(Stored items from a collection)
___

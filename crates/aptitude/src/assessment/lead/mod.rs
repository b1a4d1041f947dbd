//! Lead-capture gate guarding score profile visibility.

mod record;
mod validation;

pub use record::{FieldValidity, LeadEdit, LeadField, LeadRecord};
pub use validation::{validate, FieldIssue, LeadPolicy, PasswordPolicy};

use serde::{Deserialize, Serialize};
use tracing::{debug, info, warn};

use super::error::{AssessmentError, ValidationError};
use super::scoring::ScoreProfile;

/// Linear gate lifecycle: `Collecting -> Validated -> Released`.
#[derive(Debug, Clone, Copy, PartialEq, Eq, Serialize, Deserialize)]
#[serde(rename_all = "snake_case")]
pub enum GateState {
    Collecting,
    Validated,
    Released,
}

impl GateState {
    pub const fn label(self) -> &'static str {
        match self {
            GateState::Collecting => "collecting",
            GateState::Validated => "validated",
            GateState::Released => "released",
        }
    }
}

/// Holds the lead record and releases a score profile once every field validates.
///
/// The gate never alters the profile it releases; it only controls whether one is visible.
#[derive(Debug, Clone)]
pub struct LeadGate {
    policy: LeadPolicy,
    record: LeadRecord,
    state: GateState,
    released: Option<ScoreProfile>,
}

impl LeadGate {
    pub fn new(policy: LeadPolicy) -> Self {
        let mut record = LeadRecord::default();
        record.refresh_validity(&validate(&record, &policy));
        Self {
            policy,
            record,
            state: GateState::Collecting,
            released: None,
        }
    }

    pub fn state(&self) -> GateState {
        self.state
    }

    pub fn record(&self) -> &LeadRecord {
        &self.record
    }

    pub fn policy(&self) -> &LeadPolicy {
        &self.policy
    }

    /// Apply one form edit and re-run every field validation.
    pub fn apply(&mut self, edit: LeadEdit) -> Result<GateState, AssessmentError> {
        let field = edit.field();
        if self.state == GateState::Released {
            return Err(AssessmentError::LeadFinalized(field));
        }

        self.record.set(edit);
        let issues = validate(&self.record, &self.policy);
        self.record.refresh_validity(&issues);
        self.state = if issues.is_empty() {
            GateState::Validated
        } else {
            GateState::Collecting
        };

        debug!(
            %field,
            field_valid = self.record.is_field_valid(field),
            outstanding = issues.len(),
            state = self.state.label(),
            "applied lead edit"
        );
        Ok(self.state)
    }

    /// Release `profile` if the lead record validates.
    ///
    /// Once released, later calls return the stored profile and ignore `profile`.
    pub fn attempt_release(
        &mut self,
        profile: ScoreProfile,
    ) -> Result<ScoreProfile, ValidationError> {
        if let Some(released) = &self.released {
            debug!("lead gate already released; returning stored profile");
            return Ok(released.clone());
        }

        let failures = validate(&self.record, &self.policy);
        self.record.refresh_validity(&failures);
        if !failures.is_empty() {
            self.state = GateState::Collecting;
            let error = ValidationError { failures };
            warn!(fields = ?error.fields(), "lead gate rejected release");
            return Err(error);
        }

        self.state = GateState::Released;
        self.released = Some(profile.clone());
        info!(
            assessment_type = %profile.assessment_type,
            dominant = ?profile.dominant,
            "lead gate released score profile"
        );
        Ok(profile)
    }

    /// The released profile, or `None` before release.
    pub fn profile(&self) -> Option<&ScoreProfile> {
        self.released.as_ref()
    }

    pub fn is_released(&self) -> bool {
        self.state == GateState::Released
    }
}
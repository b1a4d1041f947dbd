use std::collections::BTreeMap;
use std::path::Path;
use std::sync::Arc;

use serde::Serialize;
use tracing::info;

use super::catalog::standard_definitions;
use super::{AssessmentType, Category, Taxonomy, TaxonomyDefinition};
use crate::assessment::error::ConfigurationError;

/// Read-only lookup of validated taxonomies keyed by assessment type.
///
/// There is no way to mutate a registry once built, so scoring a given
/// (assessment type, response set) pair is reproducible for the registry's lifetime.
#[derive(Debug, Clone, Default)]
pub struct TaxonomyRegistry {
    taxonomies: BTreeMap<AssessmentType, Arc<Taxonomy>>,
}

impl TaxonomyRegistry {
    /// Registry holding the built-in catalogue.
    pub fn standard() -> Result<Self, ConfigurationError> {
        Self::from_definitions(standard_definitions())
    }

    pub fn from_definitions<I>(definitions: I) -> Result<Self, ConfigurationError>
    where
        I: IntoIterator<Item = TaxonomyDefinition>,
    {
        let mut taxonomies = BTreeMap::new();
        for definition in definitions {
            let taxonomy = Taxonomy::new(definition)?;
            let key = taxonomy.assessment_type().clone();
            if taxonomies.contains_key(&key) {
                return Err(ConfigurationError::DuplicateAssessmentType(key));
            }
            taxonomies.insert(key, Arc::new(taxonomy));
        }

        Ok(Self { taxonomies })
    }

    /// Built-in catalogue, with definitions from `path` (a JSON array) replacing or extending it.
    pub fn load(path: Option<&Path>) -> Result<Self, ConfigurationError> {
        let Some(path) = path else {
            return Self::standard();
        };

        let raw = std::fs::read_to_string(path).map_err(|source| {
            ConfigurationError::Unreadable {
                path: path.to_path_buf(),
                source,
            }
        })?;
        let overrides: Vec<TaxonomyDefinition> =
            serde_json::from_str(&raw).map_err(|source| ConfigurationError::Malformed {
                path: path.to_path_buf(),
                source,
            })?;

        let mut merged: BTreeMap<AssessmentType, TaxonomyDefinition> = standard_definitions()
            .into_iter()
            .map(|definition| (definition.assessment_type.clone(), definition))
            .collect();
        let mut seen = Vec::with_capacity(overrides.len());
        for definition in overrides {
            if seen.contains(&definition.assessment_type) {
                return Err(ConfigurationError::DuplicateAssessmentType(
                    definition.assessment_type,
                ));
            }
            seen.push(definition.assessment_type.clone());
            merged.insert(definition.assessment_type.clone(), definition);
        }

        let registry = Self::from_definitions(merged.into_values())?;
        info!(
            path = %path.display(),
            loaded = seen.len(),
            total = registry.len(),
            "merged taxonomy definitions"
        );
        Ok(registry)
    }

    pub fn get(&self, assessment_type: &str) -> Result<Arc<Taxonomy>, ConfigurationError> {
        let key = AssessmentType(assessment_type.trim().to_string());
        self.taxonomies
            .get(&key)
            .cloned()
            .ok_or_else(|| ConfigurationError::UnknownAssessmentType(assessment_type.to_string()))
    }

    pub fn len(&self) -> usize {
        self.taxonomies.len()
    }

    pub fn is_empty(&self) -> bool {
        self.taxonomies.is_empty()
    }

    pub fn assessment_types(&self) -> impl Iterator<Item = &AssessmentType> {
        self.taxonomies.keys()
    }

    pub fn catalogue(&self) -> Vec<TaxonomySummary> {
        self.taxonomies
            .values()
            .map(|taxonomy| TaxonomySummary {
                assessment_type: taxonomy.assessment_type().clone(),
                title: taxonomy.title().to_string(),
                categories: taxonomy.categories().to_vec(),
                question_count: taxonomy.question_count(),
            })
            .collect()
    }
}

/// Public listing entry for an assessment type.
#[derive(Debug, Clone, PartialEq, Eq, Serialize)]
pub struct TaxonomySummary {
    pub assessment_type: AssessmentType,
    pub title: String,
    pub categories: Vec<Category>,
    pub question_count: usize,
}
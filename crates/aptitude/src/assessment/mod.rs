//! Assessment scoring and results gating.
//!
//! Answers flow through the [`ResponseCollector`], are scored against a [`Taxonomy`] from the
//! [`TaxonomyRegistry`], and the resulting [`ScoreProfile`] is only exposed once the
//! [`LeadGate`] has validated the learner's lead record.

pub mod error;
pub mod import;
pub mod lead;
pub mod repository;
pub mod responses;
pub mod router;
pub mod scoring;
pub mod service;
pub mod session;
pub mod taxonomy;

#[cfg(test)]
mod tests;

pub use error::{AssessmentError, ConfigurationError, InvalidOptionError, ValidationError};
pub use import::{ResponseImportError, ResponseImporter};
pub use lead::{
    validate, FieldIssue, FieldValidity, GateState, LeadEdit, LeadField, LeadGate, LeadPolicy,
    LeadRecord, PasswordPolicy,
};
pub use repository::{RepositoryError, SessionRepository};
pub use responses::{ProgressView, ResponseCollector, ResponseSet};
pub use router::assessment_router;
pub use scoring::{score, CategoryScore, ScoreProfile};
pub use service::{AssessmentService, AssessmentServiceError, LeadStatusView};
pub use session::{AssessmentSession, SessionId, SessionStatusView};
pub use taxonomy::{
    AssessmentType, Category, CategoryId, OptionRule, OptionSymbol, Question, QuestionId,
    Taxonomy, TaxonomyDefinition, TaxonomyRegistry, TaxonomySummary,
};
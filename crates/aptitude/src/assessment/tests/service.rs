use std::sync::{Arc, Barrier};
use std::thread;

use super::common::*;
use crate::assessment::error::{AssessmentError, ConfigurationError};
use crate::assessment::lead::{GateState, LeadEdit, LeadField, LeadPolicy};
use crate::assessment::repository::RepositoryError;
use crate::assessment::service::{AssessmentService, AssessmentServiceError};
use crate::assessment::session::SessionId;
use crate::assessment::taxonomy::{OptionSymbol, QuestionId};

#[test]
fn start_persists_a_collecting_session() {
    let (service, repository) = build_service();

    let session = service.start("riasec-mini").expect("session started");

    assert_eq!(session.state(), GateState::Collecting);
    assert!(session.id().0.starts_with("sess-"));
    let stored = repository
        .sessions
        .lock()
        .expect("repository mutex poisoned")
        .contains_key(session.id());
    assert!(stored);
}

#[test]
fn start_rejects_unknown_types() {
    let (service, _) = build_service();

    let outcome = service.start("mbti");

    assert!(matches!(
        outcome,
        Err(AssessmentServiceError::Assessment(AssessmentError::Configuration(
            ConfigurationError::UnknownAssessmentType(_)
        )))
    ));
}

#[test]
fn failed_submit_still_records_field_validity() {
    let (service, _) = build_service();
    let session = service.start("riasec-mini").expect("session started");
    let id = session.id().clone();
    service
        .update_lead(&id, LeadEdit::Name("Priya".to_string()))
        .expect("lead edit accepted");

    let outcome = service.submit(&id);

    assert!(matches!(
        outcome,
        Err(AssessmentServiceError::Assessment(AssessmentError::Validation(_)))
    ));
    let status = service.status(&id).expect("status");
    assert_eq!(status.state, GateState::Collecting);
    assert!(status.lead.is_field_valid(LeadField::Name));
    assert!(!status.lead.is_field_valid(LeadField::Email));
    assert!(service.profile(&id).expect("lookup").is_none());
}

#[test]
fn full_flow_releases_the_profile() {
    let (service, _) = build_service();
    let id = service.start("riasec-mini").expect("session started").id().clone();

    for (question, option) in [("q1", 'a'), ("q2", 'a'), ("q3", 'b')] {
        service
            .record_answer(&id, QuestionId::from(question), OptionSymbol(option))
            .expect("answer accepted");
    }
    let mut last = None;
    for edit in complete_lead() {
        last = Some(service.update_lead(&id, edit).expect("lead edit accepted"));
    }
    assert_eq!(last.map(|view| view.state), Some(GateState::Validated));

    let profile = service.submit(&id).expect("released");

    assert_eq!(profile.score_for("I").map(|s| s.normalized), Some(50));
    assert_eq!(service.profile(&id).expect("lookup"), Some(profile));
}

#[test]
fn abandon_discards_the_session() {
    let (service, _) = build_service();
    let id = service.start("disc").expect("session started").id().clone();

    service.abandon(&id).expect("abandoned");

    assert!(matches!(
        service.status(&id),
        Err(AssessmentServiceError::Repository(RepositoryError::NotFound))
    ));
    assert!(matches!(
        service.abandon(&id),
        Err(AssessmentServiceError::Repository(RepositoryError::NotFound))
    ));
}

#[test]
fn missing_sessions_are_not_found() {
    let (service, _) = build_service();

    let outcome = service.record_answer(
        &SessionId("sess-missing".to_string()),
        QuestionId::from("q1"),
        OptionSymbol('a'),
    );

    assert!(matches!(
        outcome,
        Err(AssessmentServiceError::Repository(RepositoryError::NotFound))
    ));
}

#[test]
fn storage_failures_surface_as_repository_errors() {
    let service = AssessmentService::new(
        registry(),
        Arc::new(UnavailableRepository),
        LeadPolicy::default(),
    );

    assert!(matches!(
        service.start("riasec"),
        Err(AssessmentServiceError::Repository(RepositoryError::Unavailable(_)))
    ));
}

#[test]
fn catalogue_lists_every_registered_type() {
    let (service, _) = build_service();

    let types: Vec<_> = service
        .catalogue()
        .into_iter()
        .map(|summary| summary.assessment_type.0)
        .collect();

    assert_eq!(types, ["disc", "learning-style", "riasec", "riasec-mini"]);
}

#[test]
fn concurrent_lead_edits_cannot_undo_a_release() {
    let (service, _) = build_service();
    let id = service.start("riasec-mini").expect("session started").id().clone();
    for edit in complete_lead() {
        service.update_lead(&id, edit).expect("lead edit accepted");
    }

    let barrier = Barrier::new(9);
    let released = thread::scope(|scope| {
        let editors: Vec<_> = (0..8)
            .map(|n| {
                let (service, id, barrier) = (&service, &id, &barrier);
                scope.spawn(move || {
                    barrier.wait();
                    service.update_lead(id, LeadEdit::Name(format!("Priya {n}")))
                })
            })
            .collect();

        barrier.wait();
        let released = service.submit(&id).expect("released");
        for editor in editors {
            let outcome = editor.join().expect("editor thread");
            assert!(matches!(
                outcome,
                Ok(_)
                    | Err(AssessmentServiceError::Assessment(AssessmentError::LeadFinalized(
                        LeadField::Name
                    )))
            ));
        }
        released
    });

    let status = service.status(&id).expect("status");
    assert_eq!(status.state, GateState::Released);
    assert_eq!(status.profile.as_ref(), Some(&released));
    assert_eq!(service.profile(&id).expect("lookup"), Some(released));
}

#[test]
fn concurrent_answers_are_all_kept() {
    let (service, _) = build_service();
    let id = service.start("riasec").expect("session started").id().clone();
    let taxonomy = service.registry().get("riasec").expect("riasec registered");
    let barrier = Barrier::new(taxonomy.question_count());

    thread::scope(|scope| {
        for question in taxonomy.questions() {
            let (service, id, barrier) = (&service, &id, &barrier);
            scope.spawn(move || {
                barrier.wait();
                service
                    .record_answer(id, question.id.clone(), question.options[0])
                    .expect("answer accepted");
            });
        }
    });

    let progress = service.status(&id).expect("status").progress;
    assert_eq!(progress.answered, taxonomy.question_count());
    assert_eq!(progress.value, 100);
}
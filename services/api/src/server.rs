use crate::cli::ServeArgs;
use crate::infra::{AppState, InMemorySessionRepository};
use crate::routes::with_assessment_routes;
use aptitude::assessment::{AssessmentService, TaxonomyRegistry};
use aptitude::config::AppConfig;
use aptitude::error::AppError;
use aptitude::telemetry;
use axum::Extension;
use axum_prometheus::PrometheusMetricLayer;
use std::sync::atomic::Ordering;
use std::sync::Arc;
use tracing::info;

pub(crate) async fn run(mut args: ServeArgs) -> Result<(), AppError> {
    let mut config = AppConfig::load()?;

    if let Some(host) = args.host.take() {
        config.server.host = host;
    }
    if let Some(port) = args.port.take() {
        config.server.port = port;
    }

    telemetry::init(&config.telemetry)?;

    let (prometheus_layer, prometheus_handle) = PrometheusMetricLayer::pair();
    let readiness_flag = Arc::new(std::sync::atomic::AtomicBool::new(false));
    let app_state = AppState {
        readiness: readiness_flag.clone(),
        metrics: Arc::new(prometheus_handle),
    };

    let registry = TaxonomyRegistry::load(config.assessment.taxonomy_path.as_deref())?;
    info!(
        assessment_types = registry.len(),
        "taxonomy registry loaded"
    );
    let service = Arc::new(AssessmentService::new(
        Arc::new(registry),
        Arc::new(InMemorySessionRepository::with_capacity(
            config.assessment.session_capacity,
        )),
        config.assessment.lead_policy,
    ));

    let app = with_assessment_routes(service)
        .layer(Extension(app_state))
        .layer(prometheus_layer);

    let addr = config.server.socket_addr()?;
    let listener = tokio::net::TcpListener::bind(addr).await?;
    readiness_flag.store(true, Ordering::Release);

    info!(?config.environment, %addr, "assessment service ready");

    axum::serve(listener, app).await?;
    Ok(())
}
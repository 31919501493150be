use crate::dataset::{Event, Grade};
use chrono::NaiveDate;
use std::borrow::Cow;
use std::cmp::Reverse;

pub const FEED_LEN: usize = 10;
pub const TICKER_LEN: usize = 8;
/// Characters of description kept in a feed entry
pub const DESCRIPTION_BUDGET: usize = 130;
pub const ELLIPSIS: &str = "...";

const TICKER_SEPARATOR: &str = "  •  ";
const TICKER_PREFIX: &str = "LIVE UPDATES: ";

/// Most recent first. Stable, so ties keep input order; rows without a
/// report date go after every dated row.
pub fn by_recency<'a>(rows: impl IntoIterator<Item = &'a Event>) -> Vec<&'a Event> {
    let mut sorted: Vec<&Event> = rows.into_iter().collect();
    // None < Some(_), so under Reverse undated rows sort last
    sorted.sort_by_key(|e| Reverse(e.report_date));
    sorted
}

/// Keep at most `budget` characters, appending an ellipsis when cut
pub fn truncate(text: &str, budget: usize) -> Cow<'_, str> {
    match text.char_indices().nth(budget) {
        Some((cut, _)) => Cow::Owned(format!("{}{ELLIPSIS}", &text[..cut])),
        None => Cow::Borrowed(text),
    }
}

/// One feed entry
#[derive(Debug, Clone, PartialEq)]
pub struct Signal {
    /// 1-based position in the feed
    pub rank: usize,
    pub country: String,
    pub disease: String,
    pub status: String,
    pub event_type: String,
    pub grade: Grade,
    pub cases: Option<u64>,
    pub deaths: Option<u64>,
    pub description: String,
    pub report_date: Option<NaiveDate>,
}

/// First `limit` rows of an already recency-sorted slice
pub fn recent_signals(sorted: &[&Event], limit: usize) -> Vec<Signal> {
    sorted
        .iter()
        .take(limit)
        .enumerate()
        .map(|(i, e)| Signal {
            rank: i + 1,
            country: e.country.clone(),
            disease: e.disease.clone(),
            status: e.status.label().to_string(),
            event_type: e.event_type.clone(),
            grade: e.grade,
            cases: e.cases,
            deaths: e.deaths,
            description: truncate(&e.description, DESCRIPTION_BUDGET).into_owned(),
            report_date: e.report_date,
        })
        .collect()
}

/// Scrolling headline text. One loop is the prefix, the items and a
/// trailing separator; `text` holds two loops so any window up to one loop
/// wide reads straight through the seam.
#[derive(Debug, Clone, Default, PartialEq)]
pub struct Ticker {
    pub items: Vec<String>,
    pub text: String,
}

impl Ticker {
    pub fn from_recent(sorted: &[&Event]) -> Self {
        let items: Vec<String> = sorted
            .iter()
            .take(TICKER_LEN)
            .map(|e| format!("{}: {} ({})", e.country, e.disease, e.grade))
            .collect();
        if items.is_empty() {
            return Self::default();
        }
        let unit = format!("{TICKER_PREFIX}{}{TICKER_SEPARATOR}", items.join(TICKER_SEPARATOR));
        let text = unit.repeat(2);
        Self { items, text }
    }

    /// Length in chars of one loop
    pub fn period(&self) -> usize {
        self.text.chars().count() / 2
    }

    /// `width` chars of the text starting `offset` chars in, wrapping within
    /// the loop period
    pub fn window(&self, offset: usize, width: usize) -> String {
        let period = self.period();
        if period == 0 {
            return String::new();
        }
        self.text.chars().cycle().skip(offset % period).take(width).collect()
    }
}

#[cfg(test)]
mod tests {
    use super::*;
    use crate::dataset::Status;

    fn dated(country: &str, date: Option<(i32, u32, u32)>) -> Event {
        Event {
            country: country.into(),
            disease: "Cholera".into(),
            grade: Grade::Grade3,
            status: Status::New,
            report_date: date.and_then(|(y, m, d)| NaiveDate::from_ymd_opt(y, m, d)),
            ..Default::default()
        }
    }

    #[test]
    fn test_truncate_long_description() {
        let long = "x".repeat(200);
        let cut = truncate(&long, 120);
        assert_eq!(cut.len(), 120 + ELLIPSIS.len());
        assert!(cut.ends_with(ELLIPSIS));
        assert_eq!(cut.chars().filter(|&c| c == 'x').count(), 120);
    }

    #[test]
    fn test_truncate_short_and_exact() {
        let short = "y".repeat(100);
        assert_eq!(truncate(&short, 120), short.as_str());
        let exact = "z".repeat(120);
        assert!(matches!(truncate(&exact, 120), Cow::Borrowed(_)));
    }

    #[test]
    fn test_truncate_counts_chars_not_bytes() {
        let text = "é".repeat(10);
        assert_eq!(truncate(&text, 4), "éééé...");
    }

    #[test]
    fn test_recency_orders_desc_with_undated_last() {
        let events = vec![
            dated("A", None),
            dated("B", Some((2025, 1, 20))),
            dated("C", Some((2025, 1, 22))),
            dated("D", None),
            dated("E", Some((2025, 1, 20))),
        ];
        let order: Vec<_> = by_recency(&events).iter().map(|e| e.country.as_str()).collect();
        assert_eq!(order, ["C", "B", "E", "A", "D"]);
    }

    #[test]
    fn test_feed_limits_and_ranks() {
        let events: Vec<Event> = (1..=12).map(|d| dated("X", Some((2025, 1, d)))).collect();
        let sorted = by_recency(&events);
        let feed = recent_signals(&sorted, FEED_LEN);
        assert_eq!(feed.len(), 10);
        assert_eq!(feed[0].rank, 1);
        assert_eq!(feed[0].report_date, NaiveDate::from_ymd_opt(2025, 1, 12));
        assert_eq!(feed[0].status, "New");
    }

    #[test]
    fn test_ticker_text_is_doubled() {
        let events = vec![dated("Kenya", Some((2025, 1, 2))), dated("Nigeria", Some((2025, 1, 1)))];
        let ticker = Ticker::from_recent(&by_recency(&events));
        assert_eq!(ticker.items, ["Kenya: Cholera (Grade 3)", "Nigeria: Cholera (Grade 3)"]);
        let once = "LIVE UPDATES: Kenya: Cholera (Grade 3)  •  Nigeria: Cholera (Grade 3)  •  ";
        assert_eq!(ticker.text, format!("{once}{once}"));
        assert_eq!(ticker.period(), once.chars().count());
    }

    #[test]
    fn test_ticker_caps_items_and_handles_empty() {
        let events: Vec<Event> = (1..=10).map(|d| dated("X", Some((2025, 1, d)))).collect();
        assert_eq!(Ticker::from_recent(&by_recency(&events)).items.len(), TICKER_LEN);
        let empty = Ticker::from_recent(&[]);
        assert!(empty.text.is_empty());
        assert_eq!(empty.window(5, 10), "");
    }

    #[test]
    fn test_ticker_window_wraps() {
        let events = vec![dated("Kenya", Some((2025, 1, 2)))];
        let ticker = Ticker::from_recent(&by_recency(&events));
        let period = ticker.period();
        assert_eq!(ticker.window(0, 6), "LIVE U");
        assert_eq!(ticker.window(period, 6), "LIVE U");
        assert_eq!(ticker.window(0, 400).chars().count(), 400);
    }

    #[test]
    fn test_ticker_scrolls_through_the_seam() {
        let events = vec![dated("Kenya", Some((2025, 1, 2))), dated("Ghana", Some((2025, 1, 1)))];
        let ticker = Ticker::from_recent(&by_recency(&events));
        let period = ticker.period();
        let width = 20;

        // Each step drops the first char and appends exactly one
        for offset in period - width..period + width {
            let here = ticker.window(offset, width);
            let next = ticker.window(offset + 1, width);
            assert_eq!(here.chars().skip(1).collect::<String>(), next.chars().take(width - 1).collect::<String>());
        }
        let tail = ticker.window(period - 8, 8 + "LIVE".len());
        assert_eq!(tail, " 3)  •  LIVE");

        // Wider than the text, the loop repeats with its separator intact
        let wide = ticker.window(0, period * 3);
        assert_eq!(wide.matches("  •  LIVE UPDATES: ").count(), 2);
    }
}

___

* _TASK OBJECTIVE_:
For the records above, state the number of lines that contain "Nigeria", and provide nothing further.

* _OUTPUT FOR THIS EXERCISE_:
3